Outro caso que me parece muito interessante é o do Chile. A mobilização popular para acabar com a constituição de Pinochet foi incrível. Muitas pessoas que conheço no Chile também estão dizendo que existe uma possibilidade real de que Boric (2), o candidato da Frente Ampla, vença as eleições em novembro. Isso também seria o início de uma época. Imagine Petro na Colômbia e Boric no Chile. Seria um avanço formidável para a política democrática na América Latina. Sendo assim, não se deve ser pessimista.
No próximo dia 23 de setembro, você dará uma conferência em ‘Fragmentos, Espaço de Arte e Memória’, que é uma instituição cultural criada a partir dos acordos de paz. Qual é o papel das artes e instituições culturais na construção de uma sociedade que possa lidar com seus conflitos de forma agonística? E, de modo geral, que papel desempenham na constituição de qualquer ordem política?

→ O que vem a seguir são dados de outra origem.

//! Running streak statistics.

use crate::models::{ProgressUnit, Stats, Streak};

/// The running part of one daily entry, as needed for statistics.
#[derive(Debug, Clone, PartialEq)]
pub struct RunningDay {
    /// Length and unit of the track run that day; `None` when there was no run.
    pub track: Option<(f64, ProgressUnit)>,
    pub progress: Option<String>,
}

impl RunningDay {
    /// Distance covered: the reported partial kilometres on `km` tracks,
    /// otherwise the full track length. A `km` run without progress counts 0.
    fn distance(&self, length: f64, unit: ProgressUnit) -> f64 {
        match (unit, self.progress.as_deref()) {
            (ProgressUnit::Km, Some("full")) => length,
            (ProgressUnit::Km, Some(progress)) => progress.trim().parse().unwrap_or_else(|_| {
                tracing::warn!("Unparseable running progress {:?}, counting 0 km", progress);
                0.0
            }),
            (ProgressUnit::Km, None) => 0.0,
            _ => length,
        }
    }
}

/// Compute streaks over days ordered by date ascending.
///
/// A day without a track closes the current streak. The best streak is the
/// longest by day count; ties keep the earlier one.
pub fn collect_stats(days: &[RunningDay]) -> Stats {
    let mut current = Streak::default();
    let mut best = Streak::default();
    let mut total = Streak::default();

    for day in days {
        match day.track {
            None => {
                if current.count > best.count {
                    best = current;
                }
                current = Streak::default();
            }
            Some((length, unit)) => {
                let distance = day.distance(length, unit);
                current.count += 1;
                current.distance += distance;
                total.count += 1;
                total.distance += distance;
            }
        }
    }

    if current.count > best.count {
        best = current;
    }

    Stats {
        best_running_streak: rounded(best),
        current_running_streak: rounded(current),
        total: rounded(total),
    }
}

fn rounded(streak: Streak) -> Streak {
    Streak {
        count: streak.count,
        distance: (streak.distance * 10.0).round() / 10.0,
    }
}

As práticas culturais e artísticas (o teatro, o cinema, as artes visuais, etc.) são lugares de produção da subjetividade. E por essa razão possuem um papel muito importante na constituição do que Gramsci chama de senso comum, a saber, o modo como se vê o que esperar, o que é possível. A aceitação de certa ordem, como a ordem neoliberal na atualidade, é algo que tem a ver com um regime de desejos e de visões do possível, e é aí que os artistas podem atuar.
As práticas artísticas permitem a reprodução da ordem existente, pois não são por natureza transgressoras, mas também sua transformação. E isso porque a arte nos permite ver as coisas de outra forma, permite criarmos uma lacuna no consenso social e dar voz aos excluídos.

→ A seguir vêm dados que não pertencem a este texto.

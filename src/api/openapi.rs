//! OpenAPI 3.1 description of the HTTP API, served at `GET /api`.

use serde_json::{json, Value};

fn envelope_of(result: Value) -> Value {
    json!({
        "content": {
            "application/json": {
                "schema": {
                    "type": "object",
                    "properties": {
                        "links": { "$ref": "#/components/schemas/Links" },
                        "result": result,
                    },
                    "required": ["links", "result"],
                }
            }
        }
    })
}

fn response(description: &str, result: Value) -> Value {
    let mut body = envelope_of(result);
    body["description"] = json!(description);
    body
}

fn error_response(description: &str) -> Value {
    json!({
        "description": description,
        "content": {
            "application/json": {
                "schema": { "$ref": "#/components/schemas/ErrorResponse" }
            }
        }
    })
}

fn schema_ref(name: &str) -> Value {
    json!({ "$ref": format!("#/components/schemas/{name}") })
}

fn array_of(items: Value) -> Value {
    json!({ "type": "array", "items": items })
}

fn message() -> Value {
    json!({ "type": "object", "properties": { "message": { "type": "string" } } })
}

fn date_param() -> Value {
    json!({
        "name": "date",
        "in": "path",
        "required": true,
        "schema": { "type": "string" },
        "description": "Date in YYYY-MM-DD format, or \"today\"",
    })
}

fn components() -> Value {
    let nullable_string = json!({ "type": ["string", "null"] });
    let streak = json!({
        "type": "object",
        "properties": { "count": { "type": "integer" }, "distance": { "type": "number" } },
    });
    let schedule = json!({ "type": "string", "enum": ["regular", "adhoc", "legacy", "void"] });

    json!({
        "schemas": {
            "Links": {
                "type": "object",
                "properties": { "self": { "type": "string" } },
                "required": ["self"],
                "additionalProperties": { "type": "string" },
            },
            "ErrorResponse": {
                "type": "object",
                "properties": {
                    "error": { "type": "string" },
                    "details": array_of(json!({ "type": "string" })),
                },
                "required": ["error"],
            },
            "Track": {
                "type": "object",
                "properties": {
                    "id": { "type": "string" },
                    "name": { "type": "string" },
                    "length": { "type": "number" },
                    "url": { "type": "string" },
                    "progressUnit": { "type": "string", "enum": ["km", "flight", "pole"] },
                },
                "required": ["id", "name", "length", "url", "progressUnit"],
            },
            "Running": {
                "type": "object",
                "properties": {
                    "schedule": schedule,
                    "track": { "oneOf": [schema_ref("Track"), { "type": "null" }] },
                    "progress": nullable_string,
                    "performance": { "type": ["integer", "null"], "minimum": 0, "maximum": 4 },
                },
                "required": ["schedule"],
            },
            "WorkoutResult": {
                "type": "object",
                "properties": {
                    "exercise": { "type": "string" },
                    "execution": { "type": "string", "enum": ["set3x", "hold3x", "maxset", "maxhold"] },
                    "volume": { "type": "string" },
                },
                "required": ["exercise", "execution", "volume"],
            },
            "Workout": {
                "type": "object",
                "properties": {
                    "schedule": schedule,
                    "routine": nullable_string,
                    "results": array_of(schema_ref("WorkoutResult")),
                },
                "required": ["schedule"],
            },
            "DailyEntry": {
                "type": "object",
                "properties": {
                    "date": { "type": "string", "format": "date" },
                    "week": { "type": "string", "description": "ISO week as YYYY-WW" },
                    "year": { "type": "integer" },
                    "month": { "type": "string" },
                    "day": { "type": "string" },
                    "running": schema_ref("Running"),
                    "workout": schema_ref("Workout"),
                    "weight": { "type": ["number", "null"] },
                    "lastMeal": nullable_string,
                    "stretching": nullable_string,
                    "stairs": nullable_string,
                    "diary": nullable_string,
                },
                "required": ["date", "week", "year", "month", "day", "running", "workout"],
            },
            "DailyEntryInput": {
                "type": "object",
                "properties": {
                    "date": { "type": "string", "format": "date" },
                    "running": {
                        "type": "object",
                        "properties": {
                            "schedule": schedule,
                            "trackId": { "type": "string" },
                            "progress": { "type": "string" },
                            "performance": { "type": "integer", "minimum": 0, "maximum": 4 },
                        },
                        "required": ["schedule"],
                    },
                    "workout": {
                        "type": "object",
                        "properties": {
                            "schedule": schedule,
                            "routine": { "type": "string" },
                            "results": array_of(json!({
                                "type": "string",
                                "description": "<exercise>/<execution> <volume>, e.g. squats/set3x 22+22+22",
                            })),
                        },
                        "required": ["schedule"],
                    },
                    "weight": { "type": "number" },
                    "lastMeal": { "type": "string" },
                    "stretching": { "type": "string" },
                    "stairs": { "type": "string" },
                    "diary": { "type": "string" },
                },
                "additionalProperties": false,
            },
            "DailyEntryUpdate": {
                "type": "object",
                "properties": {
                    "weight": { "type": ["number", "null"] },
                    "lastMeal": nullable_string,
                    "stretching": nullable_string,
                    "stairs": nullable_string,
                    "diary": nullable_string,
                },
            },
            "Stats": {
                "type": "object",
                "properties": {
                    "bestRunningStreak": streak,
                    "currentRunningStreak": streak,
                    "total": streak,
                },
            },
            "Meal": {
                "type": "object",
                "properties": {
                    "id": { "type": "string" },
                    "name": { "type": "string" },
                    "kcal": { "type": "integer" },
                    "ingredients": array_of(json!({
                        "type": "object",
                        "properties": {
                            "id": { "type": "string" },
                            "name": { "type": "string" },
                            "quantity": { "type": "string" },
                            "kcal": { "type": "integer" },
                        },
                    })),
                },
                "required": ["id", "name", "kcal", "ingredients"],
            },
        }
    })
}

Para estabelecer uma ruptura com o neoliberalismo, é preciso criar uma vontade coletiva, e para isso é preciso transformar as subjetividades, criar novos sujeitos políticos que desejem uma ordem diferente, que não aceitem passivamente a ordem imposta. Para mim, as práticas artísticas estão na vanguarda dessa tarefa, pois podem contribuir para a construção de outros mundos possíveis, com formas de subjetividade que permitam que as pessoas vejam as coisas de outra forma, comecem a desejar uma ordem diferente e agir para a realização dessa ordem.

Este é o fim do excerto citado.